Ontario is working on a new “pay what you want” subsidy program for low-income parents looking to provide their children with daycare—and it could get to $10 per day care by 2023, partly funded by a carbon tax. But that is a long way away in a province where daycare rates top $20 per hour. And in a province where childcare is relatively affordable, the average infant daycare cost is actually more than $15,000 a year.
Right now, a father earning Ontario’s minimum wage of $15.40 an hour would have to spend $1,285 per month on childcare if he and his wife were to send both of their children to daycare, according to the Canadian Centre for Policy Alternatives. Of course, costs vary by location, which is why Ontario, which has the highest cost of living in Canada, also intends to encourage cities to explore co-working spaces or “free-enabling” zones so working parents can get more value for their workers’ time. But while the program’s progress is being cheered by advocates, costs could become a barrier. On Monday, Ontario NDP leader Andrea Horwath announced she would not support the plan if it resulted in substantial cuts to funding for existing children’s programs.

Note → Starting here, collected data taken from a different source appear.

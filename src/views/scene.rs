//! Scene view - the same cards laid out in 3D space under a scrolling camera

use std::time::{Duration, Instant};

use super::card::{ActionButtons, CardFaces};
use crate::config::Config;
use crate::deck::Deck;
use crate::review::ReviewHandle;
use crate::scene::{Panel, SceneFrame, SceneSettings, Viewport, WheelScroll, PANEL_WIDTH_PX};
use dioxus::prelude::*;

const SCENE_CSS: Asset = asset!("/assets/styling/scene.css");

/// Roughly 60 frames per second
const FRAME_INTERVAL: Duration = Duration::from_millis(16);

/// Inline style placing a panel at its projected position
fn panel_style(panel: &Panel) -> String {
    format!(
        "left: {:.2}px; top: {:.2}px; width: {}px; z-index: {}; \
         transform: translate(-50%, -50%) scale({:.4}) rotateY({:.4}rad); pointer-events: {};",
        panel.left,
        panel.top,
        PANEL_WIDTH_PX,
        panel.z_index,
        panel.scale,
        panel.rotation_y,
        if panel.selected { "none" } else { "auto" },
    )
}

/// Scene component. Owns wheel input and the frame loop.
#[component]
pub fn Scene() -> Element {
    let review = use_context::<ReviewHandle>();
    let deck = use_context::<Deck>();
    let config = use_context::<Config>();
    let settings = SceneSettings::from_config(&config);

    let mut viewport = use_signal(Viewport::default);
    let mut scroll = use_signal(WheelScroll::default);
    let mut frame = use_signal(SceneFrame::default);

    let loop_deck = deck.clone();
    use_future(move || {
        let deck = loop_deck.clone();
        async move {
            let mut last = Instant::now();
            loop {
                tokio::time::sleep(FRAME_INTERVAL).await;
                let now = Instant::now();
                let delta_time = now.duration_since(last).as_secs_f32();
                last = now;

                let session = review.peek();
                let max_shift = settings.max_shift(session.visible(&deck).len());
                if scroll.peek().exceeds(max_shift) {
                    scroll.write().clamp_to(max_shift);
                }
                let target = scroll.peek().target();
                let mut next = frame.peek().clone();
                if next.advance(&session, &deck, &settings, target, delta_time) {
                    frame.set(next);
                }
            }
        }
    });

    let session = review.snapshot();
    let visible_count = session.visible(&deck).len();
    let shaking = session.shaking_key();
    let panels = frame.read().panels(&session, &deck, &settings, viewport());

    rsx! {
        document::Link { rel: "stylesheet", href: SCENE_CSS }

        div {
            class: "scene",
            onmounted: move |e: MountedEvent| async move {
                match e.get_client_rect().await {
                    Ok(rect) => viewport.set(Viewport::new(rect.size.width as f32, rect.size.height as f32)),
                    Err(err) => tracing::warn!("Failed to measure scene: {err:?}"),
                }
            },
            onwheel: move |e: WheelEvent| {
                e.prevent_default();
                let delta_y = e.delta().strip_units().y as f32;
                scroll.write().on_wheel(
                    delta_y,
                    settings.max_shift(visible_count),
                    settings.wheel_sensitivity,
                );
            },

            for panel in panels {
                ScenePanel { key: "{panel.card.id}-{shaking}", panel }
            }

            if let Some(id) = session.selected() {
                div {
                    class: "overlay sceneOverlay",
                    onclick: move |_| review.close(),
                    ActionButtons { card: id }
                }
            }
        }
    }
}

/// DOM panel for one card
#[component]
fn ScenePanel(panel: Panel) -> Element {
    let review = use_context::<ReviewHandle>();
    let id = panel.card.id;
    let selected = panel.selected;
    let style = panel_style(&panel);

    rsx! {
        div {
            class: if panel.flipped { "scenePanel flipped" } else { "scenePanel" },
            style: "{style}",
            onclick: move |_| {
                if !selected {
                    review.open(id, None);
                }
            },
            CardFaces { card: panel.card.clone() }
        }
    }
}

And even though Ontario’s all-day daycare program was instituted in 2010, and a new generation of parents with pocketbooks continues to get higher-quality childcare, there is still a backlog of 35,000 unfilled spots. Childcare costs in Ontario have more than tripled in the past 10 years, and the wage has a lot to do with it, like Ontario’s high cost of living and low minimum wage. And even if per-unit costs drop to the Canadian rate of $5.60 per hour, they will still be higher than in nearby jurisdictions.
Parents in Australia have voted to allow the government to raise their daycare rates 10 percent annually as long as 30 percent of revenue comes from taxes on the industry. Their $5.18 per hour rate may not even be adequate.

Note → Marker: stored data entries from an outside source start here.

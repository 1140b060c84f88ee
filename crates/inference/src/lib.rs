//! Trade inference for the tradeflow system.
//!
//! This crate handles:
//! - Volume threshold estimation from historical daily volume
//! - Snapshot differencing and fill/cancel disambiguation

pub mod diff;
pub mod threshold;

pub use diff::DiffEngine;
pub use threshold::ThresholdEstimator;
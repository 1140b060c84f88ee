//! Snapshot differencing: turning consecutive order-book states into
//! inferred trade events.
//!
//! Two evidence classes per snapshot pair. An order present in both
//! snapshots with a changed volume is an "actual" trade against the
//! resting order. An order present only in the earlier snapshot is an
//! "inferred" trade when its remaining volume sits at or below the
//! per-type threshold; above the threshold the disappearance is treated
//! as a cancellation and produces nothing.

use std::collections::{BTreeSet, HashMap};
use tradeflow_core::{MarketOrder, OrderId, RegionId, Snapshot, TradeEvent, TypeId};

/// Diff engine for one batch, shared across that batch's regions.
pub struct DiffEngine<'a> {
    /// Types eligible for trade events in this batch.
    type_set: &'a BTreeSet<TypeId>,
    /// Per-type volume cutoffs for disappearance classification.
    thresholds: &'a HashMap<TypeId, f64>,
}

impl<'a> DiffEngine<'a> {
    /// Create a diff engine over a batch's type set and threshold map.
    pub fn new(type_set: &'a BTreeSet<TypeId>, thresholds: &'a HashMap<TypeId, f64>) -> Self {
        Self {
            type_set,
            thresholds,
        }
    }

    /// Trade events for one region's ordered snapshot sequence.
    ///
    /// Consecutive snapshot pairs are processed in time order; a sequence
    /// with fewer than two snapshots produces nothing. Events only depend
    /// on their own pair, so the output is order-independent and stable
    /// across reruns.
    pub fn diff_region(&self, region_id: RegionId, snapshots: &[Snapshot]) -> Vec<TradeEvent> {
        let mut events = Vec::new();
        for pair in snapshots.windows(2) {
            self.diff_pair(region_id, &pair[0], &pair[1], &mut events);
        }
        events
    }

    fn diff_pair(
        &self,
        region_id: RegionId,
        current: &Snapshot,
        next: &Snapshot,
        events: &mut Vec<TradeEvent>,
    ) {
        let next_by_id: HashMap<OrderId, &MarketOrder> =
            next.orders().map(|o| (o.order_id, o)).collect();

        for order in current.orders() {
            if !self.type_set.contains(&order.type_id) {
                continue;
            }
            match next_by_id.get(&order.order_id) {
                Some(later) => {
                    // A volume increase is emitted as a negative amount
                    // rather than filtered out.
                    if later.volume != order.volume {
                        events.push(TradeEvent {
                            timestamp: next.snapshot_time,
                            region_id,
                            type_id: order.type_id,
                            actual: true,
                            is_buy: order.is_buy,
                            order_id: order.order_id,
                            price: later.price,
                            volume: order.volume - later.volume,
                            location: order.trade_location(),
                        });
                    }
                }
                None => {
                    let threshold = self.thresholds.get(&order.type_id).copied().unwrap_or(0.0);
                    if order.volume as f64 <= threshold {
                        events.push(TradeEvent {
                            timestamp: next.snapshot_time,
                            region_id,
                            type_id: order.type_id,
                            actual: false,
                            is_buy: order.is_buy,
                            order_id: order.order_id,
                            price: order.price,
                            volume: order.volume,
                            location: order.trade_location(),
                        });
                    }
                }
            }
        }
    }
}
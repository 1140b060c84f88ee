//! Volume threshold estimation from historical daily volume.
//!
//! A disappeared order plausibly represents a fill only when its remaining
//! volume is small relative to recent trading activity; anything larger is
//! more likely a cancellation. The cutoff is a fixed fraction of the
//! trailing average daily volume.

use std::collections::{BTreeSet, HashMap};
use tradeflow_core::config::ThresholdConfig;
use tradeflow_core::{DailyVolume, RegionId, TypeId, VolumeHistory};

/// Estimates per-type "small trade" cutoffs for one batch.
#[derive(Debug, Clone)]
pub struct ThresholdEstimator {
    /// Fraction of the trailing average applied as the cutoff.
    ratio: f64,
    /// Trailing moving-average window in days.
    window: usize,
}

impl ThresholdEstimator {
    /// Create an estimator from configuration.
    pub fn new(config: &ThresholdConfig) -> Self {
        Self {
            ratio: config.ratio,
            window: config.window,
        }
    }

    /// Threshold for a single daily-volume series.
    ///
    /// Takes the mean of the up-to-`window` most recent days (trailing,
    /// non-centered) and scales it by the ratio. An empty series yields 0,
    /// so only orders with residual volume <= 0 would qualify as fills.
    pub fn estimate(&self, series: &[DailyVolume]) -> f64 {
        if series.is_empty() {
            return 0.0;
        }
        let tail = &series[series.len().saturating_sub(self.window)..];
        let sum: i64 = tail.iter().map(|d| d.volume).sum();
        sum as f64 / tail.len() as f64 * self.ratio
    }

    /// Per-type threshold map for one batch.
    ///
    /// History is partitioned by (type, region) but the map is keyed by
    /// type alone: the canonical series for each type is the one from the
    /// lowest region id with any data. A type with no history in any
    /// region gets threshold 0.
    pub fn threshold_map(
        &self,
        types: &BTreeSet<TypeId>,
        history: &VolumeHistory,
    ) -> HashMap<TypeId, f64> {
        let mut map = HashMap::with_capacity(types.len());
        for &type_id in types {
            let series = history
                .range((type_id, RegionId::MIN)..=(type_id, RegionId::MAX))
                .map(|(_, series)| series)
                .find(|series| !series.is_empty());
            map.insert(type_id, series.map_or(0.0, |s| self.estimate(s)));
        }
        map
    }
}

impl Default for ThresholdEstimator {
    fn default() -> Self {
        Self::new(&ThresholdConfig::default())
    }
}
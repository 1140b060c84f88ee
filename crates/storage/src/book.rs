//! Order book text parsing.

use std::io::BufRead;
use tradeflow_core::{
    Error, MarketOrder, OrderRange, RegionId, Result, Snapshot, TimestampMs, TypeBook, TypeId,
};

/// Parse one item's decompressed book stream.
///
/// Format: a type-id line and a snapshot-count line, then region blocks
/// until end of stream. Each region block is a region-id line followed by
/// exactly `snapshot_count` snapshots; each snapshot is a
/// `snapshot_time_ms` line, a bid-count line, an ask-count line, then the
/// bid order lines (price descending) and ask order lines (price
/// ascending).
pub fn read_book<R: BufRead>(reader: R) -> Result<TypeBook> {
    let mut lines = LineReader::new(reader);
    let type_id: TypeId = parse(&lines.expect("type id")?, "type id")?;
    let snapshot_count: usize = parse(&lines.expect("snapshot count")?, "snapshot count")?;

    let mut book = TypeBook::new(type_id);
    while let Some(region_line) = lines.next_line()? {
        if region_line.is_empty() {
            break;
        }
        let region_id: RegionId = parse(&region_line, "region id")?;
        let mut snapshots = Vec::with_capacity(snapshot_count);
        for _ in 0..snapshot_count {
            snapshots.push(read_snapshot(&mut lines, type_id, region_id)?);
        }
        book.regions.insert(region_id, snapshots);
    }
    Ok(book)
}

fn read_snapshot<R: BufRead>(
    lines: &mut LineReader<R>,
    type_id: TypeId,
    region_id: RegionId,
) -> Result<Snapshot> {
    let snapshot_time: TimestampMs = parse(&lines.expect("snapshot time")?, "snapshot time")?;
    let bid_count: usize = parse(&lines.expect("bid count")?, "bid count")?;
    let ask_count: usize = parse(&lines.expect("ask count")?, "ask count")?;

    let mut snap = Snapshot::new(snapshot_time);
    for _ in 0..bid_count + ask_count {
        let line = lines.expect("order line")?;
        snap.add_order(parse_order(&line, type_id, region_id)?);
    }
    Ok(snap)
}

/// Parse one 10-field order line:
/// `order_id,buy,issued_ms,price,volume_entered,min_volume,volume,range,location_id,duration`.
///
/// `volume_entered`, `min_volume` and `duration` are carried by the
/// archive but unused here and are dropped after validation.
fn parse_order(line: &str, type_id: TypeId, region_id: RegionId) -> Result<MarketOrder> {
    let fields: Vec<&str> = line.split(',').collect();
    if fields.len() != 10 {
        return Err(Error::data(format!(
            "order line has {} fields, expected 10: {line:?}",
            fields.len()
        )));
    }
    let _: i64 = parse(fields[4], "volume entered")?;
    let _: i64 = parse(fields[5], "min volume")?;
    let _: i64 = parse(fields[9], "duration")?;

    Ok(MarketOrder {
        order_id: parse(fields[0], "order id")?,
        type_id,
        region_id,
        price: parse(fields[3], "price")?,
        volume: parse(fields[6], "volume")?,
        is_buy: fields[1].eq_ignore_ascii_case("true"),
        range: OrderRange::parse(fields[7])
            .ok_or_else(|| Error::data(format!("bad order range: {:?}", fields[7])))?,
        location_id: parse(fields[8], "location id")?,
        issued: parse(fields[2], "issue time")?,
    })
}

fn parse<T: std::str::FromStr>(field: &str, what: &str) -> Result<T> {
    field
        .trim()
        .parse()
        .map_err(|_| Error::data(format!("bad {what}: {field:?}")))
}

/// Line-at-a-time reader with trimming and end-of-stream handling.
struct LineReader<R: BufRead> {
    inner: std::io::Lines<R>,
}

impl<R: BufRead> LineReader<R> {
    fn new(reader: R) -> Self {
        Self {
            inner: reader.lines(),
        }
    }

    /// Next trimmed line, or `None` at end of stream.
    fn next_line(&mut self) -> Result<Option<String>> {
        match self.inner.next() {
            Some(line) => Ok(Some(line?.trim().to_string())),
            None => Ok(None),
        }
    }

    /// Next trimmed line, failing when the stream ends early.
    fn expect(&mut self, what: &str) -> Result<String> {
        self.next_line()?
            .ok_or_else(|| Error::data(format!("unexpected end of book, wanted {what}")))
    }
}
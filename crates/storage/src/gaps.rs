//! Order gap repair.
//!
//! Archive snapshots occasionally drop an order that is still live: the
//! order reappears in a later snapshot although it was issued earlier.
//! Left alone, the diff engine would read the gap as a disappearance
//! followed by a fresh order. Gapped orders are therefore copied back
//! into the intermediate snapshots before the book is handed downstream.

use std::collections::HashSet;
use tradeflow_core::{MarketOrder, OrderId, Snapshot, TypeBook};

/// Backfill gapped orders in every region of a book.
pub fn fill_gaps(book: &mut TypeBook) {
    for snapshots in book.regions.values_mut() {
        fill_region_gaps(snapshots);
    }
}

fn fill_region_gaps(snapshots: &mut [Snapshot]) {
    for i in 0..snapshots.len().saturating_sub(1) {
        let current_time = snapshots[i].snapshot_time;
        let current_ids: HashSet<OrderId> = snapshots[i].orders().map(|o| o.order_id).collect();
        let gapped: Vec<MarketOrder> = snapshots[i + 1]
            .orders()
            .filter(|o| !current_ids.contains(&o.order_id) && o.issued < current_time)
            .cloned()
            .collect();
        for order in gapped {
            backfill(&mut snapshots[..=i], order);
        }
    }
}

/// Copy an order into earlier snapshots, walking backwards until a
/// snapshot predates the order's issue time or already contains it.
fn backfill(snapshots: &mut [Snapshot], order: MarketOrder) {
    for snap in snapshots.iter_mut().rev() {
        if snap.snapshot_time < order.issued || snap.contains(order.order_id) {
            return;
        }
        snap.insert_order(order.clone());
    }
}
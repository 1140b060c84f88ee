//! Archive index parsing.

use flate2::read::GzDecoder;
use std::collections::BTreeMap;
use std::io::{BufRead, BufReader, Read};
use tradeflow_core::{Error, Result, TypeId};

/// Byte range of one item's compressed book inside the bulk file,
/// inclusive on both ends.
#[derive(Debug, Clone, Copy, PartialEq, Eq)]
pub struct ByteSpan {
    pub start: u64,
    pub end: u64,
}

impl ByteSpan {
    /// Number of bytes covered by the span.
    pub fn byte_len(&self) -> usize {
        (self.end - self.start + 1) as usize
    }
}

/// Parse a gzipped index stream.
///
/// Lines are `<label>_<type_id> <offset>` in bulk-file order. A member
/// ends one byte before the next member's offset; the final member ends
/// at the bulk file's last byte (`file_len - 1`).
pub fn read_index<R: Read>(reader: R, file_len: u64) -> Result<BTreeMap<TypeId, ByteSpan>> {
    let mut entries: Vec<(TypeId, u64)> = Vec::new();
    for line in BufReader::new(GzDecoder::new(reader)).lines() {
        let line = line?;
        let line = line.trim();
        if line.is_empty() {
            continue;
        }
        let (label, offset) = line
            .split_once(' ')
            .ok_or_else(|| Error::data(format!("index line without offset: {line:?}")))?;
        let type_id: TypeId = label
            .rsplit_once('_')
            .and_then(|(_, id)| id.parse().ok())
            .ok_or_else(|| Error::data(format!("index label without type id: {label:?}")))?;
        let offset: u64 = offset
            .trim()
            .parse()
            .map_err(|_| Error::data(format!("bad index offset: {offset:?}")))?;
        entries.push((type_id, offset));
    }

    let mut spans = BTreeMap::new();
    for (i, &(type_id, start)) in entries.iter().enumerate() {
        let end = match entries.get(i + 1) {
            Some(&(_, next_start)) => next_start - 1,
            None => file_len.saturating_sub(1),
        };
        spans.insert(type_id, ByteSpan { start, end });
    }
    Ok(spans)
}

Reform leaders like Elizabeth Warren and Alexandria Ocasio-Cortez are proposing something similar: a $15 minimum wage and universal childcare as part of their agenda. In a country with the second-highest cost of living in the world, the challenge is obvious. Other countries have recognized this and tried to grapple with the problem differently. One new solution is seeking ways to house more subsidized workers in communities with lower costs while leveraging other social services for financial sustainability. This policy would also have to support at least high-quality childcare so that families could not justify an expensive premium for a school that would help their children in their academic and life skills.
What do you think? Will Canada move in this direction? And if not, what has worked elsewhere?
Gerry Rubin is the co-author of “Raising the Next Generation: Why Tax Reform and Childcare Reform Are Necessary for Our Children” (ISBN: 978-13963-6357-6), which will be released on March 12.